By Daniel Bases
NEW YORK (Reuters) - U.S. shares edged higher into record territory on Tuesday, backed by stronger-than-expected manufacturing data that in turn spurred U.S. Treasury yields to 2-1/2 year highs on a belief the economy is on a sustained path of recovery.
In thin pre-Christmas holiday trading, the positive economic data contributed to gains for the U.S. dollar against its major trading partners such as the euro zone and Japan.
An errant trade sent copper prices to their highest level since April in New York COMEX trade, a source familiar with the matter told Reuters. Prices were adjusted down after the discovery of the error, the source said.

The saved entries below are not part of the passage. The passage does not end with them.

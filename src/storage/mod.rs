//! Mediated access to the embedded ordered key-value store. All reads go
//! through consistent snapshots and all writes through a single pessimistic
//! transaction, so a reader never observes a half-committed assertion.

use rocksdb::{
    ColumnFamily, ColumnFamilyDescriptor, DBRawIteratorWithThreadMode,
    Options, SnapshotWithThreadMode, Transaction, TransactionDB,
    TransactionDBOptions,
};

use std::path::{Path, PathBuf};
use std::sync::Arc;

use crate::common::{marshal_u256, unmarshal_u256, U256};
use crate::error::{Error, Result};

pub mod valuestore;

type Db = TransactionDB;

/// Column families of the store. Indexed columns use 32-byte big-endian
/// keys; the state column uses single-byte prefixed keys.
#[derive(Clone, Copy, PartialEq, Eq, Debug)]
pub enum Column {
    Checkpoints,
    Logs,
    Sends,
    SequencerBatchItems,
    DelayedMessages,
    State,
    Sideload,
    Values,
    Code,
}

impl Column {
    pub const ALL: [Column; 9] = [
        Column::Checkpoints,
        Column::Logs,
        Column::Sends,
        Column::SequencerBatchItems,
        Column::DelayedMessages,
        Column::State,
        Column::Sideload,
        Column::Values,
        Column::Code,
    ];

    fn name(self) -> &'static str {
        match self {
            Column::Checkpoints => "checkpoints",
            Column::Logs => "logs",
            Column::Sends => "sends",
            Column::SequencerBatchItems => "messages-sequencer",
            Column::DelayedMessages => "messages-delayed",
            Column::State => "state",
            Column::Sideload => "sideload",
            Column::Values => "values",
            Column::Code => "code",
        }
    }
}

pub struct DataStorage {
    db: Db,
    path: PathBuf,
}

impl DataStorage {
    pub fn open(path: impl AsRef<Path>) -> Result<Arc<Self>> {
        let mut opts = Options::default();
        opts.create_if_missing(true);
        opts.create_missing_column_families(true);
        let cfs = Column::ALL
            .iter()
            .map(|c| ColumnFamilyDescriptor::new(c.name(), Options::default()))
            .collect::<Vec<_>>();
        let db = Db::open_cf_descriptors(
            &opts,
            &TransactionDBOptions::default(),
            path.as_ref(),
            cfs,
        )?;
        Ok(Arc::new(Self {
            db,
            path: path.as_ref().to_path_buf(),
        }))
    }

    pub fn destroy(path: impl AsRef<Path>) -> Result<()> {
        rocksdb::DB::destroy(&Options::default(), path.as_ref())?;
        Ok(())
    }

    pub fn path(&self) -> &Path {
        &self.path
    }

    /// Consistent point-in-time view for readers.
    pub fn begin_read(&self) -> ReadTransaction<'_> {
        ReadTransaction {
            snap: self.db.snapshot(),
            store: self,
        }
    }

    /// The single-writer transaction. Reads observe the transaction's own
    /// uncommitted writes, which the reference-counted value store relies
    /// on when one batch touches the same value twice.
    pub fn begin_write(&self) -> ReadWriteTransaction<'_> {
        ReadWriteTransaction {
            txn: self.db.transaction(),
            store: self,
        }
    }

    fn cf(&self, col: Column) -> &ColumnFamily {
        self.db
            .cf_handle(col.name())
            .expect("column family missing from opened database")
    }
}

/// Read interface shared by snapshot reads and the write transaction.
pub trait StoreRead {
    fn get(&self, col: Column, key: &[u8]) -> Result<Option<Vec<u8>>>;
    fn iter(&self, col: Column) -> RowIter<'_>;

    /// Point-read of a 32-byte big-endian counter; `NotFound` when absent.
    fn get_u256(&self, col: Column, key: &[u8]) -> Result<U256> {
        match self.get(col, key)? {
            Some(raw) if raw.len() == 32 => Ok(unmarshal_u256(&raw)),
            Some(_) => Err(Error::corrupt("bad counter width")),
            None => Err(Error::NotFound),
        }
    }
}

pub struct ReadTransaction<'a> {
    snap: SnapshotWithThreadMode<'a, Db>,
    store: &'a DataStorage,
}

impl<'a> StoreRead for ReadTransaction<'a> {
    fn get(&self, col: Column, key: &[u8]) -> Result<Option<Vec<u8>>> {
        Ok(self.snap.get_cf(self.store.cf(col), key)?)
    }

    fn iter(&self, col: Column) -> RowIter<'_> {
        RowIter::Snap(self.snap.raw_iterator_cf(self.store.cf(col)))
    }
}

pub struct ReadWriteTransaction<'a> {
    txn: Transaction<'a, Db>,
    store: &'a DataStorage,
}

impl<'a> ReadWriteTransaction<'a> {
    pub fn put(&self, col: Column, key: &[u8], value: &[u8]) -> Result<()> {
        self.txn.put_cf(self.store.cf(col), key, value)?;
        Ok(())
    }

    pub fn put_u256(&self, col: Column, key: &[u8], val: &U256) -> Result<()> {
        self.put(col, key, &marshal_u256(val))
    }

    pub fn delete(&self, col: Column, key: &[u8]) -> Result<()> {
        self.txn.delete_cf(self.store.cf(col), key)?;
        Ok(())
    }

    pub fn commit(self) -> Result<()> {
        self.txn.commit()?;
        Ok(())
    }
}

impl<'a> StoreRead for ReadWriteTransaction<'a> {
    fn get(&self, col: Column, key: &[u8]) -> Result<Option<Vec<u8>>> {
        Ok(self.txn.get_cf(self.store.cf(col), key)?)
    }

    fn iter(&self, col: Column) -> RowIter<'_> {
        RowIter::Txn(self.txn.raw_iterator_cf(self.store.cf(col)))
    }
}

/// Ordered iterator over one column, unifying snapshot and transactional
/// iteration so read helpers can serve both.
pub enum RowIter<'a> {
    Snap(DBRawIteratorWithThreadMode<'a, Db>),
    Txn(DBRawIteratorWithThreadMode<'a, Transaction<'a, Db>>),
}

macro_rules! delegate {
    ($self:ident, $it:ident => $body:expr) => {
        match $self {
            RowIter::Snap($it) => $body,
            RowIter::Txn($it) => $body,
        }
    };
}

impl<'a> RowIter<'a> {
    pub fn seek(&mut self, key: &[u8]) {
        delegate!(self, it => it.seek(key))
    }

    pub fn seek_for_prev(&mut self, key: &[u8]) {
        delegate!(self, it => it.seek_for_prev(key))
    }

    pub fn seek_to_last(&mut self) {
        delegate!(self, it => it.seek_to_last())
    }

    pub fn valid(&self) -> bool {
        delegate!(self, it => it.valid())
    }

    pub fn key(&self) -> Option<&[u8]> {
        delegate!(self, it => it.key())
    }

    pub fn value(&self) -> Option<&[u8]> {
        delegate!(self, it => it.value())
    }

    pub fn next(&mut self) {
        delegate!(self, it => it.next())
    }

    pub fn prev(&mut self) {
        delegate!(self, it => it.prev())
    }

    pub fn status(&self) -> Result<()> {
        delegate!(self, it => it.status().map_err(Error::from))
    }
}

U.S. share prices posted modest gains. The Dow Jones industrial average rose 62.94 points or 0.39 percent, to close at a record 16,357.55. The S&P 500 gained 5.33 points or 0.29 percent, to hit a record 1,833.32. The Nasdaq Composite added 6.513 points or 0.16 percent, to finish at 4,155.417. The U.S. stock markets closed early at 1 p.m. EST.
"Investors have taken their positions for the year, so what we're seeing is a market pause to digest the very strong rally we've had," said Adam Sarhan, chief executive of Sarhan Capital in New York.
U.S. durable goods orders for November surged 3.5 percent on rising demand for goods across a spectrum of industries, from aircraft to machinery and computers and electronic products.
In a second report, government data showed November new home sales fell from a five-year high, dropping by 2.1 percent. However, October's sales were revised to their highest level since July 2008.
The stronger economic data supports the U.S. Federal Reserve's decision last week to start trimming its monthly bond purchases as the economy might be gathering more upward momentum into early 2014.
"The path of least resistance right now is lower bond prices and higher yields," said John Brady, managing director of interest rate futures sales at R.J. O'Brien and Associates in Chicago.
In thin trade, the benchmark 10-year U.S. Treasury bond fell 13/32 of a point in price, driving the yield up to 2.98 percent and just shy of a 2-1/2 year high.
ASIAN AND EUROPEAN SHARES RISE
Japanese equity prices hit a six-year closing high of 15,889.33, putting the Nikkei on track for its best year since 1972.
Shares in Shanghai (.SSEC) closed with modest gains, with an early rise cut down by weak banking stocks.
The People's Bank of China injected funds through normal channels for the first time in three weeks, although traders warned that conditions remained tense.
"The relief is quite palpable after the cash injection by the PBOC today," said Jackson Wong, Tanrich Securities vice-president for equity sales.
Much of Europe's stock markets were closed ahead of the holiday. The euro zone blue chip Euro STOXX 50 <.STOXX50E> rose 0.06 percent on Tuesday but rose 4.5 percent in the five days leading into the Christmas break. That's the best week before the holiday since 1999, Thomson Reuters data showed.
In the currency markets, the U.S. dollar index, a measure of the greenback's value against a basket of six currencies, rose 0.09 percent to 80.531 in thin trading. The euro fell 0.17 percent to $1.3673.
GOLD SET FOR BIGGEST ANNUAL LOSS IN 32 YEARS
Gold edged higher as bargain hunters appeared after prices fell to six-month lows of around $1,200 an ounce. U.S. gold futures' benchmark February contract settled up 0.5 percent at $1,203.30.
However, the improving global economic environment, coupled with a rally on world stock markets, has driven investors away from traditional safe-haven assets such as gold. For the year, gold is down 28 percent and set for its biggest annual decline in 32 years.
In the oil markets, civil unrest in South Sudan pushed Brent crude $112 a barrel. U.S. oil futures rose 0.26 percent to $99.17 a barrel.